We were recently contacted about fabricating a custom brace for a Green sea turtle (Chelonia mydas) with an open fracture sustained to the right radius and ulna with a large wound on the ventral aspect. The fracture was continuous with partially healed lacerations of the skin. The turtle was found by members of the public off Carrot Island and turned over to the Coast Guard.
The Injury to the right front flipper was severe, but the entire flipper appeared to have viable blood flow and nerve function, making salvage of the limb a good possibility. Surgical stabilization of the fractures may have been an option but traditional reduction did not appear to be a practical solution, so we accepted this challenge as a unique opportunity to apply additive manufacturing techniques due to the irregular shape of the flipper as well as the urgent nature of the case. We received CT scans of the turtle which included both the broken and intact front flippers. We reconstructed these scans into 3D models using Mimics software.

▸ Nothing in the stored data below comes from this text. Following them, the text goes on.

/// Answer submission and scoring.
pub mod answer_service;
/// OpenAPI documentation generation.
pub mod documentation;
/// Game event broadcasting over the channel bus.
pub mod game_events;
/// Health check service.
pub mod health_service;
/// Phase control, question advancement, and game lifecycle.
pub mod phase_service;
/// Questionnaire management operations.
pub mod questionnaire_service;
/// Room creation, joining, and state projections.
pub mod room_service;
/// Server-Sent Events broadcasting service.
pub mod sse_service;
/// Storage reconnection supervisor.
pub mod storage_supervisor;
/// Wildcard lifecycle operations.
pub mod wildcard_service;

#[cfg(test)]
pub(crate) mod test_support;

The distorted geometry of the injured flipper prevented us from directly designing the brace, so our first approach was to design the brace off of the contralateral (intact) limb. After isolating the intact flipper in the model, we created a mirror model to use as a basis for the shape and placement of the brace. This model was imported into SolidWorks in order to begin the development of the brace.
Using the flipper surface as a guide, a solid surface was created which followed the contours of the limb.
After creating the surface, a “mold” of the flipper was made which served as the foundation of the brace.
This rough mold was further refined to include hinges and locking mechanisms to hold it in place while on the turtle. After several iterations, we were able to devise a hinge and clamp system that better suited the needs of the turtle and brace alike. In addition, the surface and shape of the brace had to be smoothed and altered slightly so that a better fit could be achieved which was easily done in ClayTools.
We also printed a model of the broken flipper so that we could test out the brace to check the fit, placement of the wound opening, and structural aspects of brace using our Objet Connex 350. The soft tissues were priinted with the tango black ( rubber-like) material while the bones were printed using the vero-white (hard plastic) material.
Unfortunately our initial assumptions regarding the symmetry of the contralateral limb turned out to be incorrect. Based on the connex models, we determined that an entirely new approach was required.
Going back to the original CT scan/ stl model we loaded the file into a software called Clay tools, this uses a haptic interface so that we can “feel” the stl model in the computer, using this approach we were able to virtually reduce the fracture and repair the anatomic distortions present in the scan. This allowed us to build a much more accurate and refined brace. Rather than design a complex latching system, the rear connection is designed to be sutured together making it relatively easy to don and doff with readily available resources.
After a couple of iterations, we were able to fabricate a brace that fit the patient very well. The final design was based on the surface model of the “virtually” reduced fracture and globally enlarged by 3%. So far the device is fitting well and the Turtle is the doing well (eating and swimming). We are looking forward to hearing more about the turtle’s progress and will post some updates as they come in.